Supporters of Mr. Summers argue that he is exceptionally qualified to manage crises — and that, while we hope that there won’t be a crisis in the next four years, prudence requires someone who excels at those critical moments. To be fair, Mr. Summers has been involved in several crises. What matters, however, is not just “being there” during a crisis, but showing good judgment in its management. Even more important is a commitment to taking actions to make another crisis less likely — in sharp contrast to measures that almost ensure the inevitability of another one.

Mr. Summers’s conduct and judgment in the crises was as flawed as his lack of commitment in that regard. In both Asia and the United States, he seemed to me to underestimate the severity of the downturns, and with forecasts that were so off, it was not a surprise that the policies were inappropriate. The performance of those in the Treasury who were responsible for managing the Asian crisis was, to say the least, disappointing — converting downturns into recessions and recessions into depressions.

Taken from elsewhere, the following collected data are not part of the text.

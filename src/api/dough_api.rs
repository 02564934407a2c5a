// ==========================================
// 披萨面团计算器 - 面团计算 API
// ==========================================
// 职责: 表单 → 校验 → 引擎编排 → 展示结果
// 说明: 每次调用都基于当前表单重新计算,无缓存
// ==========================================

use tracing::{info, instrument};

use crate::api::dto::{DoughForm, DoughResponse, FlourOption, IngredientLine, YeastOption};
use crate::api::error::ApiResult;
use crate::api::validator::{
    adjust_value, InputValidator, NumericField, StepDirection, ValidationMode,
};
use crate::config::{ConfigManager, FormDefaults};
use crate::domain::dough::{FermentationProfile, FermentationStage};
use crate::domain::flour::{all_presets, lookup_preset, FlourPreset};
use crate::domain::types::YeastForm;
use crate::engine::{DoughCalculator, DoughParameters, YeastEstimator};

/// 配料操作提示
pub const INGREDIENT_TIP: &str = "盐在揉面后期加入;经典那不勒斯配方中橄榄油可省略。";

// ==========================================
// DoughApi - 面团计算 API
// ==========================================
pub struct DoughApi {
    defaults: FormDefaults,
    validator: InputValidator,
    calculator: DoughCalculator,
}

impl DoughApi {
    /// 按表单默认值创建
    pub fn new(defaults: FormDefaults) -> Self {
        let mode = if defaults.strict_validation {
            ValidationMode::Strict
        } else {
            ValidationMode::AutoFix
        };

        Self {
            defaults,
            validator: InputValidator::new(mode),
            calculator: DoughCalculator::new(),
        }
    }

    /// 从配置管理器创建
    pub fn from_config(config: &ConfigManager) -> Result<Self, Box<dyn std::error::Error>> {
        Ok(Self::new(config.form_defaults()?))
    }

    /// 覆盖校验模式
    pub fn with_validation_mode(mut self, mode: ValidationMode) -> Self {
        self.validator = InputValidator::new(mode);
        self
    }

    pub fn defaults(&self) -> &FormDefaults {
        &self.defaults
    }

    pub fn validation_mode(&self) -> ValidationMode {
        self.validator.mode()
    }

    // ==========================================
    // 参考数据
    // ==========================================

    /// 默认表单
    pub fn default_form(&self) -> DoughForm {
        DoughForm::from_defaults(&self.defaults)
    }

    /// 面粉下拉选项
    pub fn list_flours(&self) -> Vec<FlourOption> {
        all_presets().iter().map(flour_option).collect()
    }

    /// 酵母下拉选项
    pub fn list_yeast_forms(&self) -> Vec<YeastOption> {
        YeastForm::ALL
            .iter()
            .map(|form| YeastOption {
                id: *form,
                label: form.label().to_string(),
                multiplier: form.multiplier(),
            })
            .collect()
    }

    // ==========================================
    // 表单操作
    // ==========================================

    /// 选择面粉: 同时把含水率重置为该面粉的建议值
    pub fn select_flour(&self, form: &mut DoughForm, flour_name: &str) -> ApiResult<()> {
        let preset = lookup_preset(flour_name)?;
        form.flour = preset.name.to_string();
        form.hydration = Some(preset.hydration.to_string());
        Ok(())
    }

    /// 加减按钮
    pub fn adjust_field(&self, field: NumericField, raw: &str, direction: StepDirection) -> String {
        adjust_value(raw, direction, field.step(), field.min())
    }

    // ==========================================
    // 计算
    // ==========================================

    /// 只估算酵母百分比
    pub fn estimate_yeast(&self, form: &DoughForm) -> ApiResult<f64> {
        let yeast_form: YeastForm = form.yeast.parse()?;
        let profile = self.read_profile(form)?;
        Ok(YeastEstimator::new().estimate_profile(&profile, yeast_form))
    }

    /// 完整计算
    #[instrument(skip(self, form), fields(flour = %form.flour, balls = %form.balls))]
    pub fn calculate(&self, form: &DoughForm) -> ApiResult<DoughResponse> {
        let preset = lookup_preset(&form.flour)?;
        let yeast_form: YeastForm = form.yeast.parse()?;

        let ball_count = self.validator.read_field(NumericField::BallCount, &form.balls)?;
        let hydration_pct = self
            .validator
            .read_optional_field(NumericField::Hydration, form.hydration.as_deref())?
            .unwrap_or(preset.hydration);
        let salt_pct = self.validator.read_field(NumericField::SaltPct, &form.salt)?;
        let oil_pct = self.validator.read_field(NumericField::OilPct, &form.oil)?;
        let fermentation = self.read_profile(form)?;

        let params = DoughParameters {
            ball_count,
            ball_grams: self.defaults.ball_grams,
            hydration_pct,
            salt_pct,
            oil_pct,
            flour_protein_pct: preset.protein,
            yeast_form,
            fermentation,
        };

        let report = self.calculator.calculate(&params);
        info!(
            total_grams = report.total_dough_mass_grams,
            yeast_pct = report.yeast_pct,
            knead_minutes = report.kneading.knead_minutes,
            "面团计算完成"
        );

        let recipe = report.recipe;
        let ingredients = vec![
            ingredient("water", "水", recipe.water_grams),
            ingredient("yeast", "酵母", recipe.yeast_grams),
            ingredient("flour", "面粉", recipe.flour_grams),
            ingredient("oil", "橄榄油", recipe.oil_grams),
            ingredient("salt", "盐", recipe.salt_grams),
        ];

        Ok(DoughResponse {
            flour: flour_option(preset),
            hydration_pct,
            ball_count,
            total_dough_mass_grams: report.total_dough_mass_grams,
            yeast_form,
            yeast_pct: report.yeast_pct,
            ingredients,
            kneading: report.kneading,
            kneading_advice: report.kneading.advice().to_string(),
            tip: INGREDIENT_TIP.to_string(),
        })
    }

    fn read_profile(&self, form: &DoughForm) -> ApiResult<FermentationProfile> {
        let cold = FermentationStage::new(
            self.validator.read_field(NumericField::ColdHours, &form.tk_hours)?,
            self.validator.read_field(NumericField::ColdTemp, &form.tk_temp)?,
        );
        let warm = FermentationStage::new(
            self.validator.read_field(NumericField::WarmHours, &form.to_hours)?,
            self.validator.read_field(NumericField::WarmTemp, &form.to_temp)?,
        );
        Ok(FermentationProfile::new(cold, warm))
    }
}

impl Default for DoughApi {
    fn default() -> Self {
        Self::new(FormDefaults::default())
    }
}

fn flour_option(preset: &FlourPreset) -> FlourOption {
    FlourOption {
        name: preset.name.to_string(),
        hydration: preset.hydration,
        protein: preset.protein,
        strength_pct: preset.strength_pct(),
    }
}

fn ingredient(key: &str, label: &str, grams: f64) -> IngredientLine {
    IngredientLine {
        key: key.to_string(),
        label: label.to_string(),
        grams,
    }
}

So, too, while the banking system was saved, and the United States avoided another depression, those responsible for managing the 2008 crisis cannot be credited with creating a robust, inclusive recovery.


Yes, President Obama's bankster masters are going to be very upset, since their fee-fees are as easily hurt as Summers'. But in the long run, those of us who aren't billionaires just might be a little better off, or at least have even a small share of this nation's economy a wee bit longer before they crush us entirely.

Labels: ,

Bookmark and Share
1 Comments:
Blogger Michael Price said...
"As a Treasury Department official during the Clinton administration, Mr. Summers supported banking deregulation, including the repeal of the Glass-Steagall Act, which was pivotal in America’s financial crisis"
How was it pivotal to America's financial crisis? The banks that went bust first weren't combined commercial and investment banking. Companies that took advantage of G-S's repeal to combine with others were SAFER.

Of course combined commercial/investment banks were ALWAYS safer. There is ZERO EVIDENCE that they were ever a problem.

This myth that G-S was "pivotal" is just another example of the left swallowing elitist garbage. The elite don't want you to look at the Federal Reserve, because that's the real problem and a big source of cash for them.